Background: Little is known about the time it takes for nerve signals to go from one area of the brain to another. Using advanced methods for brain research, researchers want to look at the time it takes to send messages between different brain areas. They also want to develop new tests. Objectives: To develop tests to measure the sizes of nerve fibers in the peripheral nerve system and in the brain. Also to find out the different speeds that information travels in nerve fibers. Eligibility: Healthy, right-handed people ages 18-70 Design: Participants will be screened with medical history and a physical exam. Participants will have up to 7 visits depending on the tests they choose. Visits last about 2-4 hours and may involve the following tests: - Physical exam - Urine tests - Magnetic resonance imaging (MRI). Participants lie on a table that slides into a scanner. They will be in the scanner for up to 1 hour. For some scans, sensors are placed on the skin. They will get earplugs for loud noises. - Small, sticky pads on the skin will electrically stimulate nerves in the forearm. - Transcranial magnetic stimulation (TMS). A wire coil will be held to the scalp.

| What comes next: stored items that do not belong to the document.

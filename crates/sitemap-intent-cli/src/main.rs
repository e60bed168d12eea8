use anyhow::Result;
use clap::{Parser, Subcommand};
use sitemap_intent_cli::commands::diff_cmd::{self, SitemapDiffArgs};
use sitemap_intent_cli::commands::history_cmd::{self, HistoryArgs};
use sitemap_intent_cli::commands::intent_map::{self, IntentMapArgs};
use tracing_subscriber::EnvFilter;

#[derive(Parser)]
#[command(name = "sitemap-intent")]
#[command(about = "Map sitemap URLs to search intent and track changes between crawls", long_about = None)]
#[command(version)]
struct Cli {
    #[command(subcommand)]
    command: Commands,

    /// Print machine-readable JSON on stdout
    #[arg(long, global = true)]
    json: bool,

    /// Only print errors
    #[arg(short, long, global = true)]
    quiet: bool,

    /// Debug logging and per-URL detail
    #[arg(short, long, global = true)]
    verbose: bool,

    /// Disable colored output
    #[arg(long, global = true)]
    no_color: bool,

    /// Emit log lines as JSON
    #[arg(long, global = true)]
    log_json: bool,
}

#[derive(Subcommand)]
enum Commands {
    /// Classify sitemap URLs by intent and diff against the last snapshot
    #[command(name = "intent-map")]
    IntentMap(IntentMapArgs),

    /// Diff two sitemap sources without touching the history
    #[command(name = "sitemap-diff")]
    SitemapDiff(SitemapDiffArgs),

    /// List published snapshots for a domain
    History(HistoryArgs),
}

fn init_tracing(cli: &Cli) {
    let default = if cli.verbose {
        "sitemap_intent=debug,sitemap_intent_cli=debug"
    } else if cli.quiet || cli.json {
        "sitemap_intent=warn,sitemap_intent_cli=warn"
    } else {
        "sitemap_intent=info,sitemap_intent_cli=info"
    };
    let filter = EnvFilter::try_from_default_env().unwrap_or_else(|_| EnvFilter::new(default));
    let builder = tracing_subscriber::fmt()
        .with_env_filter(filter)
        .with_writer(std::io::stderr)
        .with_target(false);
    if cli.log_json {
        builder.json().init();
    } else {
        builder.init();
    }
}

#[tokio::main]
async fn main() -> Result<()> {
    let cli = Cli::parse();

    // Output helpers read these.
    if cli.json {
        std::env::set_var("SITEMAP_INTENT_JSON", "1");
    }
    if cli.quiet {
        std::env::set_var("SITEMAP_INTENT_QUIET", "1");
    }
    if cli.verbose {
        std::env::set_var("SITEMAP_INTENT_VERBOSE", "1");
    }
    if cli.no_color {
        std::env::set_var("SITEMAP_INTENT_NO_COLOR", "1");
    }
    init_tracing(&cli);

    match cli.command {
        Commands::IntentMap(args) => intent_map::run(args).await,
        Commands::SitemapDiff(args) => diff_cmd::run(args).await,
        Commands::History(args) => history_cmd::run(args).await,
    }
}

A brief electrical current passes through the coil to affect brain activity. - Electroencephalography. TMS will be given to the brain. Small electrodes on the scalp measure brain activity. Participants may do small tasks. - Electrodes on the scalp will send an electrical current to the brain. - A cone with magnetic detectors will be lowered onto the head to record brain activity. Participants will perform various tasks.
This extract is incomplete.